■ **Data listing**:
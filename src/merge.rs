//! The merge ("update") engine that folds one store into another (§4.7).

use std::collections::{BTreeMap, BTreeSet};

use tracing::debug;

use crate::catalog::{self, Catalog};
use crate::db::table_types::{DbCursorTrait, Table};
use crate::db::RO;
use crate::error::{CoverageError, CoverageResult};
use crate::numbits;
use crate::writer_api;
use crate::{CoverageData, CoverageMode, StorageTxn};

/// Maps a source store's file path into this store's namespace before merging (§4.7).
/// `None`/absent means identity, per the collaborator contract in §6.
pub trait PathAliases {
    /// Returns the local path that `path` (from the source store) should be recorded under.
    fn map(&self, path: &str) -> String;
}

/// An alias set that leaves every path unchanged.
pub struct IdentityAliases;

impl PathAliases for IdentityAliases {
    fn map(&self, path: &str) -> String {
        path.to_string()
    }
}

struct OtherSnapshot {
    files: Vec<String>,
    contexts: Vec<String>,
    arcs: Vec<(String, String, i64, i64)>,
    line_bits: Vec<(String, String, Vec<u8>)>,
    tracers: Vec<(String, String)>,
}

fn read_snapshot(txn: &StorageTxn<'_, RO>) -> CoverageResult<OtherSnapshot> {
    let ddb = |e| CoverageError::backend((*txn.path).clone(), e);

    let files_by_id = txn.open_table(&txn.tables.files_by_id)?;
    let mut file_names: BTreeMap<u32, String> = BTreeMap::new();
    {
        let mut cursor = files_by_id.cursor(&txn.txn).map_err(ddb)?;
        let mut current = cursor.lower_bound(&0).map_err(ddb)?;
        while let Some((id, path)) = current {
            file_names.insert(id, path);
            current = cursor.next().map_err(ddb)?;
        }
    }
    let files = file_names.values().cloned().collect();

    let contexts_by_id = txn.open_table(&txn.tables.contexts_by_id)?;
    let mut context_names: BTreeMap<u32, String> = BTreeMap::new();
    {
        let mut cursor = contexts_by_id.cursor(&txn.txn).map_err(ddb)?;
        let mut current = cursor.lower_bound(&0).map_err(ddb)?;
        while let Some((id, name)) = current {
            context_names.insert(id, name);
            current = cursor.next().map_err(ddb)?;
        }
    }
    let contexts = context_names.values().cloned().collect();

    let arcs_table = txn.open_table(&txn.tables.arcs)?;
    let mut arcs = Vec::new();
    {
        let mut cursor = arcs_table.cursor(&txn.txn).map_err(ddb)?;
        let mut current = cursor.lower_bound(&(0, 0, i64::MIN, i64::MIN)).map_err(ddb)?;
        while let Some(((file_id, ctx_id, fromno, tono), ())) = current {
            if let (Some(path), Some(ctx)) = (file_names.get(&file_id), context_names.get(&ctx_id)) {
                arcs.push((path.clone(), ctx.clone(), fromno, tono));
            }
            current = cursor.next().map_err(ddb)?;
        }
    }

    let line_bits_table = txn.open_table(&txn.tables.line_bits)?;
    let mut line_bits = Vec::new();
    {
        let mut cursor = line_bits_table.cursor(&txn.txn).map_err(ddb)?;
        let mut current = cursor.lower_bound(&(0, 0)).map_err(ddb)?;
        while let Some(((file_id, ctx_id), bits)) = current {
            if let (Some(path), Some(ctx)) = (file_names.get(&file_id), context_names.get(&ctx_id)) {
                line_bits.push((path.clone(), ctx.clone(), bits));
            }
            current = cursor.next().map_err(ddb)?;
        }
    }

    let tracers_table = txn.open_table(&txn.tables.tracers)?;
    let mut tracers = Vec::new();
    {
        let mut cursor = tracers_table.cursor(&txn.txn).map_err(ddb)?;
        let mut current = cursor.lower_bound(&0).map_err(ddb)?;
        while let Some((file_id, tracer)) = current {
            if let Some(path) = file_names.get(&file_id) {
                tracers.push((path.clone(), tracer));
            }
            current = cursor.next().map_err(ddb)?;
        }
    }

    Ok(OtherSnapshot { files, contexts, arcs, line_bits, tracers })
}

/// Implements `update` (§4.7, §8 property 7, scenarios 5 & 6).
pub(crate) fn update(
    dest: &mut CoverageData,
    other: &mut CoverageData,
    aliases: &impl PathAliases,
) -> CoverageResult<()> {
    // Step 1: mode check.
    if let (Some(dest_mode), Some(other_mode)) = (dest.mode(), other.mode()) {
        if dest_mode != other_mode {
            return Err(CoverageError::MixedMode {
                existing: dest_mode.label(),
                attempted: other_mode.label(),
            });
        }
    }

    // Step 2: force-open both and read a full snapshot of `other`.
    let snapshot = {
        let txn = other.reader().begin_ro_txn()?;
        read_snapshot(&txn)?
    };
    debug!(files = snapshot.files.len(), contexts = snapshot.contexts.len(), "merge: starting update");

    // Step 3: fold into the destination under one write transaction.
    let mut writer = dest.writer().lock().expect("writer mutex poisoned");
    let txn = writer.begin_rw_txn()?;

    if dest.mode().is_none() {
        if let Some(other_mode) = other.mode() {
            writer_api::record_mode(&txn, other_mode == CoverageMode::Arcs)?;
            dest.set_mode(other_mode);
        }
    }

    // Snapshot dest's pre-existing files (and their tracers, defaulting missing ones to "")
    // before inserting any incoming files, so a genuinely new file can be told apart from a
    // pre-existing file that simply has no tracer yet -- the former never conflicts, the
    // latter does if the incoming tracer is non-empty and different (§9 Open Question 3).
    let existing_dest_paths: BTreeSet<String> = dest.catalog().all_paths().into_iter().collect();
    let tracers_table = txn.open_table(&txn.tables.tracers)?;
    let mut this_tracers: BTreeMap<String, String> = BTreeMap::new();
    for path in &existing_dest_paths {
        let file_id = dest
            .catalog()
            .file_id(&txn, &txn.tables, path, false)?
            .expect("path came from the catalog, so its file row exists");
        let tracer = tracers_table
            .get(&txn.txn, &file_id)
            .map_err(|e| CoverageError::backend((*txn.path).clone(), e))?
            .unwrap_or_default();
        this_tracers.insert(path.clone(), tracer);
    }

    let aliased_paths: Vec<String> = snapshot.files.iter().map(|p| aliases.map(p)).collect();

    // Insert-or-ignore incoming files and contexts; refresh local ids.
    for path in &aliased_paths {
        dest.catalog().file_id(&txn, &txn.tables, path, true)?;
    }
    for name in &snapshot.contexts {
        catalog::context_id(&txn, &txn.tables, name, true)?;
    }

    let alias_of: BTreeMap<&str, &str> =
        snapshot.files.iter().map(|p| p.as_str()).zip(aliased_paths.iter().map(|p| p.as_str())).collect();

    // Tracer reconciliation: every incoming file (not just ones `other` has a tracer row for)
    // is checked, since a pre-existing destination tracer can conflict with an incoming file
    // that has no tracer row at all (incoming defaults to "").
    let other_tracer_by_path: BTreeMap<&str, &str> =
        snapshot.tracers.iter().map(|(p, t)| (p.as_str(), t.as_str())).collect();
    let mut reconciled: BTreeMap<String, String> = BTreeMap::new();
    for other_path in &snapshot.files {
        let local_path = alias_of.get(other_path.as_str()).copied().unwrap_or(other_path.as_str());
        let incoming_tracer = other_tracer_by_path.get(other_path.as_str()).copied().unwrap_or("");
        if let Some(this_tracer) = this_tracers.get(local_path) {
            if this_tracer != incoming_tracer {
                return Err(CoverageError::TracerConflict {
                    path: local_path.to_string(),
                    existing: this_tracer.clone(),
                    incoming: incoming_tracer.to_string(),
                });
            }
        }
        reconciled.insert(local_path.to_string(), incoming_tracer.to_string());
    }

    // Line union: rewrite only the destination rows touched by incoming data.
    let line_bits_table = txn.open_table(&txn.tables.line_bits)?;
    for (other_path, ctx_name, incoming_bits) in &snapshot.line_bits {
        let local_path = alias_of.get(other_path.as_str()).copied().unwrap_or(other_path.as_str());
        let file_id = dest
            .catalog()
            .file_id(&txn, &txn.tables, local_path, true)?
            .expect("file_id(add=true) always returns Some");
        let ctx_id = catalog::context_id(&txn, &txn.tables, ctx_name, true)?
            .expect("context_id(add=true) always returns Some");
        let key = (file_id, ctx_id);
        let existing = line_bits_table
            .get(&txn.txn, &key)
            .map_err(|e| CoverageError::backend((*txn.path).clone(), e))?;
        let combined = match existing {
            Some(existing_bits) => numbits::union(&existing_bits, incoming_bits),
            None => incoming_bits.clone(),
        };
        line_bits_table
            .upsert(&txn.txn, &key, &combined)
            .map_err(|e| CoverageError::backend((*txn.path).clone(), e))?;
    }

    // Arc merge: bulk insert-or-ignore.
    let arcs_table = txn.open_table(&txn.tables.arcs)?;
    for (other_path, ctx_name, fromno, tono) in &snapshot.arcs {
        let local_path = alias_of.get(other_path.as_str()).copied().unwrap_or(other_path.as_str());
        let file_id = dest
            .catalog()
            .file_id(&txn, &txn.tables, local_path, true)?
            .expect("file_id(add=true) always returns Some");
        let ctx_id = catalog::context_id(&txn, &txn.tables, ctx_name, true)?
            .expect("context_id(add=true) always returns Some");
        match arcs_table.insert(&txn.txn, &(file_id, ctx_id, *fromno, *tono), &()) {
            Ok(()) | Err(crate::db::DbError::KeyAlreadyExists(_)) => {}
            Err(e) => return Err(CoverageError::backend((*txn.path).clone(), e)),
        }
    }

    // Tracer merge: bulk insert-or-ignore the reconciled mapping.
    for (local_path, tracer) in &reconciled {
        if tracer.is_empty() {
            continue;
        }
        let file_id = dest
            .catalog()
            .file_id(&txn, &txn.tables, local_path, true)?
            .expect("file_id(add=true) always returns Some");
        tracers_table
            .upsert(&txn.txn, &file_id, tracer)
            .map_err(|e| CoverageError::backend((*txn.path).clone(), e))?;
    }

    txn.commit()?;
    drop(writer);

    // Step 4: reset in-memory caches and re-read.
    let mut new_writer = dest.writer().lock().expect("writer mutex poisoned");
    let catalog = {
        let txn = new_writer.begin_rw_txn()?;
        let catalog = Catalog::load(&txn, &txn.tables)?;
        txn.commit()?;
        catalog
    };
    drop(new_writer);
    dest.reset_after_merge(catalog);
    debug!("merge: update committed");

    Ok(())
}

■ **Exercise requirements**: Please reproduce the lines from the line with "let mut cursor = line_bits_table.cursor(&txn.txn).map_err(ddb)?;" to the line with "while let Some(((file_id, ctx_id), bits))", both ends included, exactly as they appear above.

■ **Solution to the exercise**:
        let mut cursor = line_bits_table.cursor(&txn.txn).map_err(ddb)?;
        let mut current = cursor.lower_bound(&(0, 0)).map_err(ddb)?;
        while let Some(((file_id, ctx_id), bits)) = current {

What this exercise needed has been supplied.